━━━━━ Data to process

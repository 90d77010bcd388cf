//! Configuration file handling.
//!
//! A [`Config`] bundles the curve pipeline parameters with logging
//! preferences. Files are read and written as JSON or TOML depending on
//! the extension; any section or field left out of a file takes its
//! default.

use serde::{Deserialize, Serialize};
use std::path::{Path, PathBuf};
use strokefit_core::CurveParameters;

use crate::error::{ConfigError, SettingsError, SettingsResult};

const APP_DIR: &str = "strokefit";
const CONFIG_FILE: &str = "config.toml";

/// Logging preferences
#[derive(Debug, Clone, PartialEq, Eq, Serialize, Deserialize)]
#[serde(default)]
pub struct LoggingSettings {
    /// Default level when `RUST_LOG` is unset (trace, debug, info, warn, error)
    pub level: String,
    /// Emit JSON lines instead of human-readable output
    pub json: bool,
}

impl Default for LoggingSettings {
    fn default() -> Self {
        Self {
            level: "info".to_string(),
            json: false,
        }
    }
}

impl LoggingSettings {
    /// Parse `level` into a tracing level.
    pub fn tracing_level(&self) -> Result<tracing::Level, ConfigError> {
        self.level
            .trim()
            .parse::<tracing::Level>()
            .map_err(|_| ConfigError::InvalidLogLevel(self.level.clone()))
    }
}

/// Complete application configuration
#[derive(Debug, Clone, PartialEq, Default, Serialize, Deserialize)]
#[serde(default)]
pub struct Config {
    /// Curve pipeline parameters
    pub curve: CurveParameters,
    /// Logging preferences
    pub logging: LoggingSettings,
}

#[derive(Debug, Clone, Copy, PartialEq, Eq)]
enum Format {
    Json,
    Toml,
}

impl Format {
    fn from_path(path: &Path) -> Result<Self, ConfigError> {
        match path.extension().and_then(|ext| ext.to_str()) {
            Some(ext) if ext.eq_ignore_ascii_case("json") => Ok(Self::Json),
            Some(ext) if ext.eq_ignore_ascii_case("toml") => Ok(Self::Toml),
            Some(ext) => Err(ConfigError::UnsupportedFormat(ext.to_string())),
            None => Err(ConfigError::UnsupportedFormat(path.display().to_string())),
        }
    }
}

impl Config {
    /// Create new config with defaults
    pub fn new() -> Self {
        Self::default()
    }

    /// Default location: `<config_dir>/strokefit/config.toml`
    pub fn default_path() -> SettingsResult<PathBuf> {
        dirs::config_dir()
            .map(|dir| dir.join(APP_DIR).join(CONFIG_FILE))
            .ok_or_else(|| {
                SettingsError::ConfigDirectory("could not determine config directory".to_string())
            })
    }

    /// Load config from file (JSON or TOML)
    pub fn load_from_file(path: &Path) -> SettingsResult<Self> {
        let format = Format::from_path(path)?;
        let content = std::fs::read_to_string(path).map_err(|e| SettingsError::LoadError {
            path: path.display().to_string(),
            reason: e.to_string(),
        })?;

        let config: Self = match format {
            Format::Json => serde_json::from_str(&content)?,
            Format::Toml => toml::from_str(&content)?,
        };

        config.validate()?;
        tracing::debug!("Loaded config from {}", path.display());
        Ok(config)
    }

    /// Save config to file (JSON or TOML), creating parent directories.
    pub fn save_to_file(&self, path: &Path) -> SettingsResult<()> {
        self.validate()?;
        let format = Format::from_path(path)?;

        let content = match format {
            Format::Json => serde_json::to_string_pretty(self)?,
            Format::Toml => toml::to_string_pretty(self)?,
        };

        if let Some(parent) = path.parent() {
            if !parent.as_os_str().is_empty() {
                std::fs::create_dir_all(parent)?;
            }
        }
        std::fs::write(path, content)?;

        tracing::debug!("Saved config to {}", path.display());
        Ok(())
    }

    /// Load `path` if given, otherwise the default location if it exists,
    /// otherwise the built-in defaults.
    ///
    /// An explicitly named file must exist; a missing default file is not
    /// an error.
    pub fn load_or_default(path: Option<&Path>) -> SettingsResult<Self> {
        if let Some(path) = path {
            return Self::load_from_file(path);
        }

        match Self::default_path() {
            Ok(default) if default.exists() => Self::load_from_file(&default),
            Ok(_) => Ok(Self::default()),
            Err(e) => {
                tracing::warn!(error = %e, "Using built-in config defaults");
                Ok(Self::default())
            }
        }
    }

    /// Validate configuration
    pub fn validate(&self) -> Result<(), ConfigError> {
        self.curve.validate()?;
        self.logging.tracing_level()?;
        Ok(())
    }
}
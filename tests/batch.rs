use std::path::PathBuf;

use strokefit::{load_strokes, Config, StrokePipeline, UnderdeterminedPolicy};
use tempfile::TempDir;

fn write(dir: &TempDir, name: &str, content: &str) -> PathBuf {
    let path = dir.path().join(name);
    std::fs::write(&path, content).unwrap();
    path
}

fn parabola_json(color: &str) -> String {
    let points: Vec<String> = (0..=20)
        .map(|i| {
            let x = i as f64 * 2.0;
            format!(r#"{{"x": {}, "y": {}}}"#, x, 0.05 * x * x)
        })
        .collect();
    format!(r#"{{"color": "{}", "points": [{}]}}"#, color, points.join(", "))
}

#[test]
fn test_batch_from_files() {
    let dir = TempDir::new().unwrap();
    let strokes = write(
        &dir,
        "strokes.json",
        &format!("[{}, {}]", parabola_json("#f00"), parabola_json("#0f0")),
    );
    let config = write(
        &dir,
        "config.toml",
        "[curve]\nsample_step = 5.0\nuse_stroke_color = true\n",
    );

    let config = Config::load_or_default(Some(&config)).unwrap();
    let pipeline = StrokePipeline::new(config.curve).unwrap();

    for stroke in load_strokes(&strokes).unwrap() {
        let report = pipeline.process_stroke(&stroke);
        assert!(report.is_complete());
    }

    let segments = pipeline.store().list_all();
    assert_eq!(segments.len(), 2);
    assert_eq!(segments[0].color(), "#f00");
    assert_eq!(segments[1].color(), "#0f0");

    let rendered = pipeline.render_all();
    let polyline = &rendered[segments[0].id()];
    // start, x = 0, 5, ..., 35, end
    assert_eq!(polyline.len(), 10);
    assert_eq!(polyline[0], segments[0].start());
    assert_eq!(polyline[1].x, 0.0);
    assert!(polyline[1].y.abs() < 1e-9);
    assert!((polyline[9].y - 0.05 * 40.0 * 40.0).abs() < 1e-9);
}

#[test]
fn test_default_config_ignores_stroke_color() {
    let dir = TempDir::new().unwrap();
    let strokes = write(&dir, "strokes.json", &format!("[{}]", parabola_json("#f00")));

    let pipeline = StrokePipeline::new(Config::default().curve).unwrap();
    for stroke in load_strokes(&strokes).unwrap() {
        pipeline.process_stroke(&stroke);
    }
    assert_eq!(pipeline.store().list_all()[0].color(), "#000");
}

#[test]
fn test_invalid_stroke_file_fails() {
    let dir = TempDir::new().unwrap();
    let path = write(&dir, "bad.json", r#"[{"points": [{"x": 1, "y": 1}]}]"#);
    assert!(load_strokes(&path).is_err());

    let missing = dir.path().join("missing.json");
    assert!(load_strokes(&missing).is_err());
}

#[test]
fn test_reduce_degree_from_config() {
    let dir = TempDir::new().unwrap();
    let config = write(
        &dir,
        "config.json",
        r#"{"curve": {"underdetermined": "reduce_degree"}}"#,
    );
    let config = Config::load_or_default(Some(&config)).unwrap();
    assert_eq!(
        config.curve.underdetermined,
        UnderdeterminedPolicy::ReduceDegree
    );

    let pipeline = StrokePipeline::new(config.curve).unwrap();
    let report = pipeline
        .process_points(vec![(0.0, 0.0).into(), (10.0, 5.0).into()])
        .unwrap();
    assert!(report.is_complete());

    let segments = pipeline.store().list_all();
    assert_eq!(segments[0].coefficients().len(), 3);
    assert_eq!(segments[0].coefficients()[2], 0.0);
    assert!((segments[0].evaluate(10.0) - 5.0).abs() < 1e-9);
}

━━━━━━━━━━

#### What the task requires
With no word changed, write the entries out once more.

#### Result below
repository 90d77010bcd388cf
//! Configuration file handling.
//!
//! A [`Config`] bundles the curve pipeline parameters with logging
//! preferences. Files are read and written as JSON or TOML depending on
//! the extension; any section or field left out of a file takes its
//! default.

use serde::{Deserialize, Serialize};
use std::path::{Path, PathBuf};
use strokefit_core::CurveParameters;

use crate::error::{ConfigError, SettingsError, SettingsResult};

const APP_DIR: &str = "strokefit";
const CONFIG_FILE: &str = "config.toml";

/// Logging preferences
#[derive(Debug, Clone, PartialEq, Eq, Serialize, Deserialize)]
#[serde(default)]
pub struct LoggingSettings {
    /// Default level when `RUST_LOG` is unset (trace, debug, info, warn, error)
    pub level: String,
    /// Emit JSON lines instead of human-readable output
    pub json: bool,
}

impl Default for LoggingSettings {
    fn default() -> Self {
        Self {
            level: "info".to_string(),
            json: false,
        }
    }
}

impl LoggingSettings {
    /// Parse `level` into a tracing level.
    pub fn tracing_level(&self) -> Result<tracing::Level, ConfigError> {
        self.level
            .trim()
            .parse::<tracing::Level>()
            .map_err(|_| ConfigError::InvalidLogLevel(self.level.clone()))
    }
}

/// Complete application configuration
#[derive(Debug, Clone, PartialEq, Default, Serialize, Deserialize)]
#[serde(default)]
pub struct Config {
    /// Curve pipeline parameters
    pub curve: CurveParameters,
    /// Logging preferences
    pub logging: LoggingSettings,
}

#[derive(Debug, Clone, Copy, PartialEq, Eq)]
enum Format {
    Json,
    Toml,
}

impl Format {
    fn from_path(path: &Path) -> Result<Self, ConfigError> {
        match path.extension().and_then(|ext| ext.to_str()) {
            Some(ext) if ext.eq_ignore_ascii_case("json") => Ok(Self::Json),
            Some(ext) if ext.eq_ignore_ascii_case("toml") => Ok(Self::Toml),
            Some(ext) => Err(ConfigError::UnsupportedFormat(ext.to_string())),
            None => Err(ConfigError::UnsupportedFormat(path.display().to_string())),
        }
    }
}

impl Config {
    /// Create new config with defaults
    pub fn new() -> Self {
        Self::default()
    }

    /// Default location: `<config_dir>/strokefit/config.toml`
    pub fn default_path() -> SettingsResult<PathBuf> {
        dirs::config_dir()
            .map(|dir| dir.join(APP_DIR).join(CONFIG_FILE))
            .ok_or_else(|| {
                SettingsError::ConfigDirectory("could not determine config directory".to_string())
            })
    }

    /// Load config from file (JSON or TOML)
    pub fn load_from_file(path: &Path) -> SettingsResult<Self> {
        let format = Format::from_path(path)?;
        let content = std::fs::read_to_string(path).map_err(|e| SettingsError::LoadError {
            path: path.display().to_string(),
            reason: e.to_string(),
        })?;

        let config: Self = match format {
            Format::Json => serde_json::from_str(&content)?,
            Format::Toml => toml::from_str(&content)?,
        };

        config.validate()?;
        tracing::debug!("Loaded config from {}", path.display());
        Ok(config)
    }

    /// Save config to file (JSON or TOML), creating parent directories.
    pub fn save_to_file(&self, path: &Path) -> SettingsResult<()> {
        self.validate()?;
        let format = Format::from_path(path)?;

        let content = match format {
            Format::Json => serde_json::to_string_pretty(self)?,
            Format::Toml => toml::to_string_pretty(self)?,
        };

        if let Some(parent) = path.parent() {
            if !parent.as_os_str().is_empty() {
                std::fs::create_dir_all(parent)?;
            }
        }
        std::fs::write(path, content)?;

        tracing::debug!("Saved config to {}", path.display());
        Ok(())
    }

    /// Load `path` if given, otherwise the default location if it exists,
    /// otherwise the built-in defaults.
    ///
    /// An explicitly named file must exist; a missing default file is not
    /// an error.
    pub fn load_or_default(path: Option<&Path>) -> SettingsResult<Self> {
        if let Some(path) = path {
            return Self::load_from_file(path);
        }

        match Self::default_path() {
            Ok(default) if default.exists() => Self::load_from_file(&default),
            Ok(_) => Ok(Self::default()),
            Err(e) => {
                tracing::warn!(error = %e, "Using built-in config defaults");
                Ok(Self::default())
            }
        }
    }

    /// Validate configuration
    pub fn validate(&self) -> Result<(), ConfigError> {
        self.curve.validate()?;
        self.logging.tracing_level()?;
        Ok(())
    }
}
filename tests/batch.rs
use std::path::PathBuf;

use strokefit::{load_strokes, Config, StrokePipeline, UnderdeterminedPolicy};
use tempfile::TempDir;

fn write(dir: &TempDir, name: &str, content: &str) -> PathBuf {
    let path = dir.path().join(name);
    std::fs::write(&path, content).unwrap();
    path
}

fn parabola_json(color: &str) -> String {
    let points: Vec<String> = (0..=20)
        .map(|i| {
            let x = i as f64 * 2.0;
            format!(r#"{{"x": {}, "y": {}}}"#, x, 0.05 * x * x)
        })
        .collect();
    format!(r#"{{"color": "{}", "points": [{}]}}"#, color, points.join(", "))
}

#[test]
fn test_batch_from_files() {
    let dir = TempDir::new().unwrap();
    let strokes = write(
        &dir,
        "strokes.json",
        &format!("[{}, {}]", parabola_json("#f00"), parabola_json("#0f0")),
    );
    let config = write(
        &dir,
        "config.toml",
        "[curve]\nsample_step = 5.0\nuse_stroke_color = true\n",
    );

    let config = Config::load_or_default(Some(&config)).unwrap();
    let pipeline = StrokePipeline::new(config.curve).unwrap();

    for stroke in load_strokes(&strokes).unwrap() {
        let report = pipeline.process_stroke(&stroke);
        assert!(report.is_complete());
    }

    let segments = pipeline.store().list_all();
    assert_eq!(segments.len(), 2);
    assert_eq!(segments[0].color(), "#f00");
    assert_eq!(segments[1].color(), "#0f0");

    let rendered = pipeline.render_all();
    let polyline = &rendered[segments[0].id()];
    // start, x = 0, 5, ..., 35, end
    assert_eq!(polyline.len(), 10);
    assert_eq!(polyline[0], segments[0].start());
    assert_eq!(polyline[1].x, 0.0);
    assert!(polyline[1].y.abs() < 1e-9);
    assert!((polyline[9].y - 0.05 * 40.0 * 40.0).abs() < 1e-9);
}

#[test]
fn test_default_config_ignores_stroke_color() {
    let dir = TempDir::new().unwrap();
    let strokes = write(&dir, "strokes.json", &format!("[{}]", parabola_json("#f00")));

    let pipeline = StrokePipeline::new(Config::default().curve).unwrap();
    for stroke in load_strokes(&strokes).unwrap() {
        pipeline.process_stroke(&stroke);
    }
    assert_eq!(pipeline.store().list_all()[0].color(), "#000");
}

#[test]
fn test_invalid_stroke_file_fails() {
    let dir = TempDir::new().unwrap();
    let path = write(&dir, "bad.json", r#"[{"points": [{"x": 1, "y": 1}]}]"#);
    assert!(load_strokes(&path).is_err());

    let missing = dir.path().join("missing.json");
    assert!(load_strokes(&missing).is_err());
}

#[test]
fn test_reduce_degree_from_config() {
    let dir = TempDir::new().unwrap();
    let config = write(
        &dir,
        "config.json",
        r#"{"curve": {"underdetermined": "reduce_degree"}}"#,
    );
    let config = Config::load_or_default(Some(&config)).unwrap();
    assert_eq!(
        config.curve.underdetermined,
        UnderdeterminedPolicy::ReduceDegree
    );

    let pipeline = StrokePipeline::new(config.curve).unwrap();
    let report = pipeline
        .process_points(vec![(0.0, 0.0).into(), (10.0, 5.0).into()])
        .unwrap();
    assert!(report.is_complete());

    let segments = pipeline.store().list_all();
    assert_eq!(segments[0].coefficients().len(), 3);
    assert_eq!(segments[0].coefficients()[2], 0.0);
    assert!((segments[0].evaluate(10.0) - 5.0).abs() < 1e-9);
}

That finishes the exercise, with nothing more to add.